With much fanfare, IBM rolled out its service-oriented architecture strategy on Wednesday. Microsoft Corp. has yet to do the same. But that doesnt mean the Redmond, Wash., software giant is sitting on the SOA sidelines.
“Microsofts strategy for SOA has two major parts to it,” said Pat Helland, platform architect with Microsofts.Net Enterprise Architecture Team (NEAT). Helland is one of Microsofts leading thinkers on enterprise architectural issues, including SOAs.
“First, we want to help in the effort to define standards that make it easier to interoperate,” Helland said. “We are clearly investing heavily in the difficult cross-industry work to drive Web services forward as interoperability standards. Second, we are building support to make .Net the premier environment for the development and deployment of service-oriented applications.

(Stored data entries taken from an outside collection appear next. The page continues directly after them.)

use std::cell::RefCell;
use std::rc::Weak;

use serde_json::json;

use super::core::{BoxId, TreeState};
use crate::anchor::{
    Anchor, AnchorKind, AnchorProviding, BaselineProviding, DimAnchor, GuideProviding, GuideRole,
    XAnchor, YAnchor,
};
use crate::builder::LayoutBuilder;
use crate::logging::{LogFields, json_kv};

/// Non-owning handle to a box. Cloning does not extend the box's life.
#[derive(Clone)]
pub struct BoxRef {
    state: Weak<RefCell<TreeState>>,
    id: BoxId,
}

impl BoxRef {
    pub(crate) fn new(state: Weak<RefCell<TreeState>>, id: BoxId) -> Self {
        Self { state, id }
    }

    pub fn id(&self) -> BoxId {
        self.id
    }

    /// False once the box was removed or its tree dropped.
    pub fn is_alive(&self) -> bool {
        self.state
            .upgrade()
            .map(|state| state.borrow().is_alive(self.id))
            .unwrap_or(false)
    }

    /// Registered name, for diagnostics.
    pub fn name(&self) -> String {
        self.state
            .upgrade()
            .map(|state| state.borrow().name_of(self.id))
            .unwrap_or_else(|| "<released>".to_string())
    }

    /// Starts a builder for this box. The box is assumed to already sit in
    /// the hierarchy; parent-relative operations diagnose otherwise.
    pub fn layout(&self) -> LayoutBuilder {
        LayoutBuilder::for_subject(self.state.clone(), self.id)
    }

    /// Inserts this box as a child of `parent`, then starts a builder.
    ///
    /// A failed insertion (released handle, cycle) is downgraded to a
    /// diagnostic and the builder is returned regardless.
    pub fn layout_in(&self, parent: &BoxRef) -> LayoutBuilder {
        if let Some(state) = self.state.upgrade() {
            let attach = crate::tree::BoxTree::from_state(&state).insert(self, parent);
            if let Err(err) = attach {
                let mut fields = LogFields::new();
                let (k, v) = json_kv("child", json!(self.name()));
                fields.insert(k, v);
                let (k, v) = json_kv("error", json!(err.to_string()));
                fields.insert(k, v);
                state
                    .borrow_mut()
                    .warn("insertion before layout failed", fields);
            }
        }
        self.layout()
    }

    fn anchor(&self, kind: AnchorKind) -> Anchor {
        Anchor::new(self.id, kind)
    }
}

impl PartialEq for BoxRef {
    fn eq(&self, other: &Self) -> bool {
        self.id == other.id
    }
}

impl Eq for BoxRef {}

impl std::fmt::Debug for BoxRef {
    fn fmt(&self, f: &mut std::fmt::Formatter<'_>) -> std::fmt::Result {
        f.debug_struct("BoxRef")
            .field("id", &self.id)
            .field("name", &self.name())
            .finish()
    }
}

impl AnchorProviding for BoxRef {
    fn left_anchor(&self) -> XAnchor {
        XAnchor(self.anchor(AnchorKind::Left))
    }

    fn right_anchor(&self) -> XAnchor {
        XAnchor(self.anchor(AnchorKind::Right))
    }

    fn leading_anchor(&self) -> XAnchor {
        XAnchor(self.anchor(AnchorKind::Leading))
    }

    fn trailing_anchor(&self) -> XAnchor {
        XAnchor(self.anchor(AnchorKind::Trailing))
    }

    fn center_x_anchor(&self) -> XAnchor {
        XAnchor(self.anchor(AnchorKind::CenterX))
    }

    fn top_anchor(&self) -> YAnchor {
        YAnchor(self.anchor(AnchorKind::Top))
    }

    fn bottom_anchor(&self) -> YAnchor {
        YAnchor(self.anchor(AnchorKind::Bottom))
    }

    fn center_y_anchor(&self) -> YAnchor {
        YAnchor(self.anchor(AnchorKind::CenterY))
    }

    fn width_anchor(&self) -> DimAnchor {
        DimAnchor(self.anchor(AnchorKind::Width))
    }

    fn height_anchor(&self) -> DimAnchor {
        DimAnchor(self.anchor(AnchorKind::Height))
    }
}

impl BaselineProviding for BoxRef {
    fn first_baseline_anchor(&self) -> YAnchor {
        YAnchor(self.anchor(AnchorKind::FirstBaseline))
    }

    fn last_baseline_anchor(&self) -> YAnchor {
        YAnchor(self.anchor(AnchorKind::LastBaseline))
    }
}

impl GuideProviding for BoxRef {
    fn guide(&self, role: GuideRole) -> GuideRef {
        match self.state.upgrade() {
            Some(state) => crate::tree::BoxTree::from_state(&state).role_guide(self, role),
            None => GuideRef::new(self.state.clone(), BoxId::INVALID),
        }
    }
}

/// Non-owning handle to a layout guide.
///
/// Guides expose the basic anchors but no baselines; they are rectangles,
/// not text.
#[derive(Clone)]
pub struct GuideRef {
    state: Weak<RefCell<TreeState>>,
    id: BoxId,
}

impl GuideRef {
    pub(crate) fn new(state: Weak<RefCell<TreeState>>, id: BoxId) -> Self {
        Self { state, id }
    }

    pub fn id(&self) -> BoxId {
        self.id
    }

    pub fn is_alive(&self) -> bool {
        self.state
            .upgrade()
            .map(|state| state.borrow().is_alive(self.id))
            .unwrap_or(false)
    }

    pub fn name(&self) -> String {
        self.state
            .upgrade()
            .map(|state| state.borrow().name_of(self.id))
            .unwrap_or_else(|| "<released>".to_string())
    }

    /// Starts a builder for this guide. Attach it to an owner first.
    pub fn layout(&self) -> LayoutBuilder {
        LayoutBuilder::for_subject(self.state.clone(), self.id)
    }

    /// Attaches this guide to `owner`, then starts a builder.
    pub fn layout_in(&self, owner: &BoxRef) -> LayoutBuilder {
        if let Some(state) = self.state.upgrade() {
            let attach = crate::tree::BoxTree::from_state(&state).attach_guide(self, owner);
            if let Err(err) = attach {
                let mut fields = LogFields::new();
                let (k, v) = json_kv("guide", json!(self.name()));
                fields.insert(k, v);
                let (k, v) = json_kv("error", json!(err.to_string()));
                fields.insert(k, v);
                state
                    .borrow_mut()
                    .warn("guide attachment before layout failed", fields);
            }
        }
        self.layout()
    }

    fn anchor(&self, kind: AnchorKind) -> Anchor {
        Anchor::new(self.id, kind)
    }
}

impl PartialEq for GuideRef {
    fn eq(&self, other: &Self) -> bool {
        self.id == other.id
    }
}

impl Eq for GuideRef {}

impl std::fmt::Debug for GuideRef {
    fn fmt(&self, f: &mut std::fmt::Formatter<'_>) -> std::fmt::Result {
        f.debug_struct("GuideRef")
            .field("id", &self.id)
            .field("name", &self.name())
            .finish()
    }
}

impl AnchorProviding for GuideRef {
    fn left_anchor(&self) -> XAnchor {
        XAnchor(self.anchor(AnchorKind::Left))
    }

    fn right_anchor(&self) -> XAnchor {
        XAnchor(self.anchor(AnchorKind::Right))
    }

    fn leading_anchor(&self) -> XAnchor {
        XAnchor(self.anchor(AnchorKind::Leading))
    }

    fn trailing_anchor(&self) -> XAnchor {
        XAnchor(self.anchor(AnchorKind::Trailing))
    }

    fn center_x_anchor(&self) -> XAnchor {
        XAnchor(self.anchor(AnchorKind::CenterX))
    }

    fn top_anchor(&self) -> YAnchor {
        YAnchor(self.anchor(AnchorKind::Top))
    }

    fn bottom_anchor(&self) -> YAnchor {
        YAnchor(self.anchor(AnchorKind::Bottom))
    }

    fn center_y_anchor(&self) -> YAnchor {
        YAnchor(self.anchor(AnchorKind::CenterY))
    }

    fn width_anchor(&self) -> DimAnchor {
        DimAnchor(self.anchor(AnchorKind::Width))
    }

    fn height_anchor(&self) -> DimAnchor {
        DimAnchor(self.anchor(AnchorKind::Height))
    }
}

“SOAs are about connecting independent pieces with messaging,” Helland continued. “We need services not silos. .Net developers—and, indeed, developers targeting other platforms—need to be designing for independent and yet interconnected pieces of apps. The industry happens to be calling those services.”
So, in Microsofts worldview, what products and services are part of its grand SOA plan?

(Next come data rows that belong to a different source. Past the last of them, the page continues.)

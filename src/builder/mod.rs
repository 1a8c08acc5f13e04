//! Fluent accumulation of constraint descriptions for one subject box.
//!
//! Every operation moves the builder and hands it back, so independent
//! edges compose before a single [`LayoutBuilder::activate`]. Operations
//! whose ambient requirements are missing (no parent, released subject or
//! target) skip themselves, emit one diagnostic, and let the chain
//! continue — setup code never unwinds.

mod core;
mod parent;
mod queries;
mod relative;
mod sizing;

pub use core::{BatchLayout, LayoutBuilder};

According to an article posted on its Microsoft Developer Network (MSDN) site, Microsoft considers everything from middleware, to monitoring tools, to Web services protocols, to be part of the base SOA platform. Going forward, Microsoft is expecting products ranging from Whidbey (the next version of Visual Studio), to Yukon (its next-gen database), to Indigo (the communications subsystem that will be key to the Longhorn release of Windows) to be at the crux of its SOA strategy, according to Helland.